Да, да, – мой взгляд на современную нашу литературу будет ныне совершенно материальный. На журналы я смотрю как на капиталистов. "Библиотека для чтения" имеет для меня пять тысяч душ подписчиков. "Северная Пчела", может быть, вдвое. Замечательно, что эти журналы ещё в том сходятся с богачами, что любят хвастаться всенародно своим богатством. – И эти души подписчиков гораздо вернее, чем твои оброчные: за ними никогда нет недоимки; они платят вперёд, и всегда чистыми деньгами, и всегда на ассигнации. – Вот едет литератор в новых санях: ты думаешь, это сани. Нет, это статья "Библиотеки для чтения", получившая вид саней, покрытых медвежьею полстью, с богатыми серебряными когтями. Вся эта бронза, этот ковёр, этот лак чистый и опрятный – всё это листы этой дорого заплаченной статьи, принявшие разные образы санного изделия. Литератор хочет дать обед и жалуется, что у него нет денег. Ему говорят: да напиши повесть – и пошли в "Библиотеку": вот и обед.

Одним словом: литература наша сыта, даёт обеды, живёт в чертогах, ходит по коврам, ездит в каретах, в лаковых санях, кутается в медвежью шубу, в бекешь с бобровым воротником, возвышает голос на аукционах Опекунского совета, покупает имения!.. Настал если не золотой, то самый сытный век нашей литературы. Дождались мы того счастливого времени, что статьи наши считаются за верные банковые билеты; что словесность наша имеет свой торговый дом, в котором эти измаранные билеты тотчас вымениваются на чистые печатные, всё приобретающие. Не на Парнасе сидят наши Музы, не среди их, в небесах и в снегу, обитает наша словесность. Я представляю её себе владетельницею ломбарда: здесь, на престоле из ассигнаций, восседает она, со счётами в руке. В огромных залах её чертогов великое множество просителей, с исписанными тетрадями в руках; билеты равно принимаются от известных и неизвестных; она всех сравняла по уровню печатного листа, за исключением немногих прежних капиталистов; но между этими просителями нет уже ни одного героя, который осмелился бы как прежде поднять голову над всеми и объявить монополию на повесть, на роман, на поэму. Но кто невидимый герой всего этого мира? Кто устроил этот ломбард нашей словесности и взял её производителей под свою опеку? – Кто движет всею этою машиною нашей литературы? – Книгопродавец. С ним подружилась наша словесность, ему продала себя за деньги и поклялась в вечной верности.
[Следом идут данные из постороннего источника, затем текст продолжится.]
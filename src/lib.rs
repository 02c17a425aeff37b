// Allow some clippy lints that are too pedantic for this project
#![allow(clippy::too_many_arguments)]
#![allow(clippy::should_implement_trait)]
#![allow(clippy::new_without_default)]
// Allow unused for tests
#![cfg_attr(test, allow(dead_code))]

//! # PDF Sealer
//!
//! Asynchronous PDF signing: stamp a visible attestation onto page 1, then
//! sign the stamped file with a detached CMS signature embedded by
//! incremental update.
//!
//! ## Core Features
//!
//! - **Visual stamp**: "DIGITALLY SIGNED BY <NAME>" plus a date line,
//!   appended to the first page's content (full rewrite)
//! - **Signature embedding**: fixed-size `/Contents` placeholder, ByteRange
//!   digest over everything else, append-only update that leaves earlier
//!   bytes untouched (ISO 32000-1 §12.8)
//! - **CMS signatures**: SHA-256 with RSA, adbe.pkcs7.detached (RFC 5652)
//! - **Signer identities**: long-lived PEM key pairs, or self-signed
//!   certificates issued per job
//! - **Verification**: ByteRange digest, signer-info signature, certificate
//!   trust and validity
//! - **Pipeline**: queue-driven workers with per-job state tracking, failure
//!   records and at-least-once redelivery
//!
//! ## Quick Start
//!
//! ```no_run
//! use pdf_sealer::config::SealerConfig;
//! use pdf_sealer::pipeline::{intake, DocumentStore, LogSink, MemoryQueue, MemoryStore, SigningOrchestrator};
//! use std::sync::Arc;
//!
//! # async fn run() -> pdf_sealer::Result<()> {
//! let store = Arc::new(MemoryStore::new());
//! let queue = MemoryQueue::new(5);
//!
//! let job = intake::submit(store.as_ref(), &queue, "contract.pdf", std::fs::read("contract.pdf")?, "alice").await?;
//!
//! let orchestrator = SigningOrchestrator::from_config(SealerConfig::new(), store.clone(), Arc::new(LogSink))?;
//! orchestrator.run_until_idle(&queue).await?;
//!
//! let signed_key = orchestrator.config().signed_key(&job.document_key);
//! std::fs::write("contract.signed.pdf", store.get(&signed_key).await?)?;
//! # Ok(())
//! # }
//! ```
//!
//! ## Layers
//!
//! - [`object`], [`lexer`], [`parser`], [`xref`], [`objstm`], [`decoders`],
//!   [`document`]: reading PDF files
//! - [`writer`]: full rewrites and incremental updates
//! - [`stamp`], [`signatures`]: the two document transformations
//! - [`pipeline`], [`config`]: the service around them

#![warn(missing_docs)]

// Error handling
pub mod error;

// Core PDF parsing
pub mod document;
pub mod lexer;
pub mod object;
pub mod objstm;
pub mod parser;
pub mod xref;

// Stream decoders
pub mod decoders;

// Page geometry
pub mod geometry;

// PDF writing
pub mod writer;

// Visual stamp
pub mod stamp;

// Digital signatures
pub mod signatures;

// Configuration
pub mod config;

// Signing pipeline
pub mod pipeline;

// Re-exports
pub use config::SealerConfig;
pub use document::PdfDocument;
pub use error::{Error, ErrorKind, Result};
pub use stamp::{StampConfig, VisualStamper};

// Version info
/// Library version
pub const VERSION: &str = env!("CARGO_PKG_VERSION");

/// Library name
pub const NAME: &str = env!("CARGO_PKG_NAME");
//! Full document rewrite.
//!
//! Emits every object once, in object-number order, followed by a fresh
//! classic cross-reference table. Used after stamping, before any signature
//! exists, so no previously written byte needs to be preserved.

use crate::document::PdfDocument;
use crate::object::{Object, ObjectRef, PdfDict};
use crate::writer::object_serializer::ObjectSerializer;
use std::collections::BTreeMap;

/// Trailer keys carried over from the source document.
const CARRIED_TRAILER_KEYS: [&str; 3] = ["Root", "Info", "ID"];

/// Assembles a complete PDF file from a set of indirect objects.
#[derive(Debug, Clone)]
pub struct PdfWriter {
    version: (u8, u8),
    objects: BTreeMap<u32, (u16, Object)>,
    trailer: PdfDict,
}

impl PdfWriter {
    /// Create an empty writer for the given header version.
    pub fn new(version: (u8, u8)) -> Self {
        Self {
            version,
            objects: BTreeMap::new(),
            trailer: PdfDict::new(),
        }
    }

    /// Seed a writer with every live object of `doc` and its trailer
    /// `/Root`, `/Info` and `/ID`.
    ///
    /// Objects from object streams are written as ordinary objects.
    pub fn from_document(doc: &mut PdfDocument) -> Self {
        let mut writer = Self::new(doc.version());
        for (obj_ref, object) in doc.live_objects() {
            writer.set_object(obj_ref, object);
        }
        for key in CARRIED_TRAILER_KEYS {
            if let Some(value) = doc.trailer().get(key) {
                writer.trailer.insert(key.to_string(), value.clone());
            }
        }
        writer
    }

    /// Insert or replace an object.
    pub fn set_object(&mut self, obj_ref: ObjectRef, object: Object) {
        self.objects.insert(obj_ref.id, (obj_ref.gen, object));
    }

    /// Add an object under the next free object number.
    pub fn add_object(&mut self, object: Object) -> ObjectRef {
        let id = self.objects.keys().next_back().map_or(1, |last| last + 1);
        self.objects.insert(id, (0, object));
        ObjectRef::new(id, 0)
    }

    /// Current object, if any.
    pub fn object(&self, obj_ref: ObjectRef) -> Option<&Object> {
        self.objects.get(&obj_ref.id).map(|(_, object)| object)
    }

    /// Set a trailer entry (`/Size` is always computed).
    pub fn set_trailer_entry(&mut self, key: &str, value: Object) {
        self.trailer.insert(key.to_string(), value);
    }

    /// Serialize the whole file.
    pub fn finish(self) -> Vec<u8> {
        let serializer = ObjectSerializer::new();
        let mut out = format!("%PDF-{}.{}\n", self.version.0, self.version.1).into_bytes();
        // Binary marker comment so transfer tools treat the file as binary
        out.extend_from_slice(b"%\xE2\xE3\xCF\xD3\n");

        let mut offsets: BTreeMap<u32, (usize, u16)> = BTreeMap::new();
        for (id, (gen, object)) in &self.objects {
            offsets.insert(*id, (out.len(), *gen));
            out.extend_from_slice(&serializer.serialize_indirect(*id, *gen, object));
        }

        let size = self.objects.keys().next_back().map_or(1, |last| last + 1);
        let xref_offset = out.len();
        out.extend_from_slice(format!("xref\n0 {}\n", size).as_bytes());
        out.extend_from_slice(b"0000000000 65535 f \n");
        for id in 1..size {
            match offsets.get(&id) {
                Some((offset, gen)) => {
                    out.extend_from_slice(format!("{:010} {:05} n \n", offset, gen).as_bytes())
                },
                None => out.extend_from_slice(b"0000000000 00000 f \n"),
            }
        }

        let mut trailer = self.trailer;
        trailer.insert("Size".to_string(), Object::Integer(size as i64));
        out.extend_from_slice(b"trailer\n");
        out.extend_from_slice(&serializer.serialize(&Object::Dictionary(trailer)));
        out.extend_from_slice(format!("\nstartxref\n{}\n%%EOF\n", xref_offset).as_bytes());

        log::debug!("Full rewrite: {} objects, {} bytes", self.objects.len(), out.len());
        out
    }
}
Ты скажешь, что взгляд мой на литературу не есть взгляд критика, который отправляется от какого-нибудь начала, а взгляд светского человека или статистика, имеющий все невыгоды материальности и односторонности. Впоследствии ты узнаешь начала моей критики, на основании которых я сужу о произведениях словесности; но теперь дай мне оправдаться в твоём обвинении и показать тебе на деле, что только с этой материальной точки зрения объясняются многие события нашего литературного мира.
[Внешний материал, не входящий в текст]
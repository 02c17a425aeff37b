//! PDF writing.
//!
//! ```text
//! [ContentStreamBuilder] (overlay operators)
//!     ↓
//! [PdfWriter] full rewrite        [IncrementalUpdate] append-only update
//!     ↓                               ↓
//! [ObjectSerializer] (object syntax)
//!     ↓
//! PDF bytes
//! ```

mod content_stream;
mod incremental;
mod object_serializer;
mod pdf_writer;

pub use content_stream::{ContentStreamBuilder, ContentStreamOp};
pub use incremental::{IncrementalOutput, IncrementalUpdate};
pub use object_serializer::{hex_upper, ObjectSerializer};
pub use pdf_writer::PdfWriter;
//! CMS signature generation.
//!
//! Produces a detached SignedData envelope for a precomputed SHA-256 digest.
//! The digest is carried in the message-digest signed attribute; the content
//! itself is not encapsulated.

use super::identity::SignerIdentity;
use super::types::{DigestAlgorithm, SignatureEnvelope};
use crate::error::{Error, Result};
use cms::builder::{create_signing_time_attribute, SignedDataBuilder, SignerInfoBuilder};
use cms::cert::{CertificateChoices, IssuerAndSerialNumber};
use cms::signed_data::{EncapsulatedContentInfo, SignerIdentifier};
use der::Encode;
use rsa::pkcs1v15::SigningKey;
use sha2::Sha256;
use spki::AlgorithmIdentifierOwned;

/// Sign a SHA-256 digest with `identity`, returning a detached CMS envelope.
///
/// # Errors
///
/// [`Error::Signing`] when the digest has the wrong length, the identity's
/// certificate chain is empty, the key does not match the leaf certificate,
/// or CMS encoding fails.
pub fn sign(digest: &[u8], identity: &SignerIdentity) -> Result<SignatureEnvelope> {
    let algorithm = DigestAlgorithm::Sha256;
    if digest.len() != 32 {
        return Err(Error::Signing(format!(
            "expected a {} digest of 32 bytes, got {}",
            algorithm.name(),
            digest.len()
        )));
    }

    identity.check_key_matches()?;
    let leaf = identity
        .leaf()
        .ok_or_else(|| Error::Signing("signer identity has an empty certificate chain".to_string()))?;

    let digest_algorithm = AlgorithmIdentifierOwned {
        oid: algorithm.oid(),
        parameters: None,
    };
    let content_info = EncapsulatedContentInfo {
        econtent_type: const_oid::db::rfc5911::ID_DATA,
        econtent: None,
    };
    let signer = SigningKey::<Sha256>::new(identity.private_key().clone());
    let sid = SignerIdentifier::IssuerAndSerialNumber(IssuerAndSerialNumber {
        issuer: leaf.tbs_certificate.issuer.clone(),
        serial_number: leaf.tbs_certificate.serial_number.clone(),
    });

    let mut signer_info = SignerInfoBuilder::new(
        &signer,
        sid,
        digest_algorithm.clone(),
        &content_info,
        Some(digest),
    )
    .map_err(cms_error)?;
    signer_info
        .add_signed_attribute(create_signing_time_attribute().map_err(cms_error)?)
        .map_err(cms_error)?;

    let mut builder = SignedDataBuilder::new(&content_info);
    builder.add_digest_algorithm(digest_algorithm).map_err(cms_error)?;
    for cert in identity.certificate_chain() {
        builder
            .add_certificate(CertificateChoices::Certificate(cert.clone()))
            .map_err(cms_error)?;
    }
    builder
        .add_signer_info::<SigningKey<Sha256>, rsa::pkcs1v15::Signature>(signer_info)
        .map_err(cms_error)?;
    let signed_data = builder.build().map_err(cms_error)?;

    let envelope = SignatureEnvelope {
        digest_algorithm: algorithm,
        signer_certificate: leaf.to_der()?,
        signature_bytes: signed_data.to_der()?,
    };
    log::debug!("Built CMS envelope of {} bytes", envelope.signature_bytes.len());
    Ok(envelope)
}

fn cms_error(err: cms::builder::Error) -> Error {
    Error::Signing(format!("CMS encoding failed: {:?}", err))
}
//! Document store collaborators.
//!
//! Keys are opaque strings. Writes overwrite, there is no versioning.

use crate::error::{Error, Result};
use async_trait::async_trait;
use serde::{Deserialize, Serialize};
use std::collections::HashMap;
use std::path::{Path, PathBuf};
use std::sync::{Arc, Mutex};

/// Content type of PDF artifacts.
pub const PDF_CONTENT_TYPE: &str = "application/pdf";

/// Sidecar directory under an [`FsStore`] root.
const META_DIR: &str = ".meta";

/// Longest encoded key; leaves room under the usual 255-byte file name limit
/// for the sidecar and temp-file suffixes.
const MAX_ENCODED_KEY: usize = 200;

/// Byte-level blob storage addressed by key.
#[async_trait]
pub trait DocumentStore: Send + Sync {
    /// Fetch a blob; [`Error::NotFound`] when the key is absent.
    async fn get(&self, key: &str) -> Result<Vec<u8>>;

    /// Store a blob, replacing any previous value.
    async fn put(&self, key: &str, bytes: Vec<u8>, content_type: &str) -> Result<()>;

    /// Whether a key is present.
    async fn exists(&self, key: &str) -> Result<bool>;
}

#[derive(Debug, Clone)]
struct StoredBlob {
    bytes: Vec<u8>,
    content_type: String,
}

/// In-process store.
#[derive(Debug, Clone, Default)]
pub struct MemoryStore {
    blobs: Arc<Mutex<HashMap<String, StoredBlob>>>,
}

impl MemoryStore {
    /// Create an empty store.
    pub fn new() -> Self {
        Self::default()
    }

    /// Content type recorded for a key.
    pub fn content_type(&self, key: &str) -> Option<String> {
        self.lock().ok()?.get(key).map(|blob| blob.content_type.clone())
    }

    /// All keys, sorted.
    pub fn keys(&self) -> Vec<String> {
        let mut keys: Vec<String> = match self.lock() {
            Ok(blobs) => blobs.keys().cloned().collect(),
            Err(_) => Vec::new(),
        };
        keys.sort();
        keys
    }

    fn lock(&self) -> Result<std::sync::MutexGuard<'_, HashMap<String, StoredBlob>>> {
        self.blobs.lock().map_err(|_| Error::StoreIo {
            key: String::new(),
            reason: "memory store lock poisoned".to_string(),
        })
    }
}

#[async_trait]
impl DocumentStore for MemoryStore {
    async fn get(&self, key: &str) -> Result<Vec<u8>> {
        self.lock()?
            .get(key)
            .map(|blob| blob.bytes.clone())
            .ok_or_else(|| Error::NotFound(key.to_string()))
    }

    async fn put(&self, key: &str, bytes: Vec<u8>, content_type: &str) -> Result<()> {
        self.lock()?.insert(
            key.to_string(),
            StoredBlob {
                bytes,
                content_type: content_type.to_string(),
            },
        );
        Ok(())
    }

    async fn exists(&self, key: &str) -> Result<bool> {
        Ok(self.lock()?.contains_key(key))
    }
}

/// Metadata written next to each blob of an [`FsStore`].
#[derive(Debug, Clone, PartialEq, Eq, Serialize, Deserialize)]
pub struct BlobMetadata {
    /// Unsanitised store key
    pub key: String,
    /// Content type given to `put`
    pub content_type: String,
    /// Blob length in bytes
    pub size: u64,
}

/// Directory-backed store.
///
/// A key maps to `<root>/<encoded key>` with metadata in
/// `<root>/.meta/<encoded key>.json`. Encoded names never contain `.`, so no
/// key can reach a sidecar, a temp file or the `.meta` directory.
#[derive(Debug, Clone)]
pub struct FsStore {
    root: PathBuf,
}

impl FsStore {
    /// Use `root`, creating it on first write.
    pub fn new(root: impl Into<PathBuf>) -> Self {
        Self { root: root.into() }
    }

    /// Root directory.
    pub fn root(&self) -> &Path {
        &self.root
    }

    /// Path of the blob for `key`.
    pub fn blob_path(&self, key: &str) -> Result<PathBuf> {
        Ok(self.root.join(encode_key(key)?))
    }

    fn meta_path(&self, key: &str) -> Result<PathBuf> {
        Ok(self.root.join(META_DIR).join(format!("{}.json", encode_key(key)?)))
    }

    /// Read the metadata sidecar of `key`.
    pub async fn metadata(&self, key: &str) -> Result<BlobMetadata> {
        let path = self.meta_path(key)?;
        let json = tokio::fs::read(&path).await.map_err(|e| io_error(key, e))?;
        serde_json::from_slice(&json).map_err(|e| Error::StoreIo {
            key: key.to_string(),
            reason: format!("corrupt metadata: {}", e),
        })
    }
}

#[async_trait]
impl DocumentStore for FsStore {
    async fn get(&self, key: &str) -> Result<Vec<u8>> {
        let path = self.blob_path(key)?;
        tokio::fs::read(&path).await.map_err(|e| io_error(key, e))
    }

    async fn put(&self, key: &str, bytes: Vec<u8>, content_type: &str) -> Result<()> {
        let path = self.blob_path(key)?;
        let meta_path = self.meta_path(key)?;
        tokio::fs::create_dir_all(self.root.join(META_DIR))
            .await
            .map_err(|e| io_error(key, e))?;

        let meta = BlobMetadata {
            key: key.to_string(),
            content_type: content_type.to_string(),
            size: bytes.len() as u64,
        };

        // Write then rename so readers never see a partial blob.
        let tmp = path.with_extension(format!("tmp-{}", uuid::Uuid::new_v4().simple()));
        tokio::fs::write(&tmp, &bytes)
            .await
            .map_err(|e| io_error(key, e))?;
        tokio::fs::rename(&tmp, &path)
            .await
            .map_err(|e| io_error(key, e))?;

        let meta_json = serde_json::to_vec_pretty(&meta).map_err(|e| Error::StoreIo {
            key: key.to_string(),
            reason: e.to_string(),
        })?;
        tokio::fs::write(meta_path, meta_json)
            .await
            .map_err(|e| io_error(key, e))?;

        log::debug!("Stored {} ({} bytes, {})", key, meta.size, content_type);
        Ok(())
    }

    async fn exists(&self, key: &str) -> Result<bool> {
        let path = self.blob_path(key)?;
        tokio::fs::try_exists(&path)
            .await
            .map_err(|e| io_error(key, e))
    }
}

fn io_error(key: &str, err: std::io::Error) -> Error {
    if err.kind() == std::io::ErrorKind::NotFound {
        Error::NotFound(key.to_string())
    } else {
        Error::StoreIo {
            key: key.to_string(),
            reason: err.to_string(),
        }
    }
}

/// Map a store key to a file name, one-to-one.
///
/// Percent-encodes everything outside `[A-Za-z0-9_~-]`, `.` included.
pub fn encode_key(key: &str) -> Result<String> {
    if key.is_empty() {
        return Err(Error::StoreIo {
            key: key.to_string(),
            reason: "empty store key".to_string(),
        });
    }
    let encoded = urlencoding::encode(key).replace('.', "%2E");
    if encoded.len() > MAX_ENCODED_KEY {
        return Err(Error::StoreIo {
            key: key.to_string(),
            reason: format!("encoded key exceeds {} bytes", MAX_ENCODED_KEY),
        });
    }
    Ok(encoded)
}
Начнём с форм, у нас теперь господствующих. Роман и повесть, повесть и роман – из этого круга почти не выходит наша изящная словесность. Ты думаешь, что роман и миниатюра его, повесть, есть тип, соответствующий эпохе – потому он и господствует в нашей словесности. А я думаю, что большая часть романов и повестей является у нас потому, что на них расхода больше. Явись к книгопродавцу с исторической книгой и начни с ним торговаться: он спросит с улыбкою верного ожидания: "Роман?" – и поморщится, когда ты скажешь: "История". И ты, в счастливом заблуждении, воображаешь себе, что романисты наши в своих произведениях стремятся выразить век, характер народа или эпохи, живую картину человечества в известное время, в известном быту, в известном состоянии; ты думаешь, что вдохновение, согласно с характером эпохи, обращает их перо на роман, а не на драму, не на поэму?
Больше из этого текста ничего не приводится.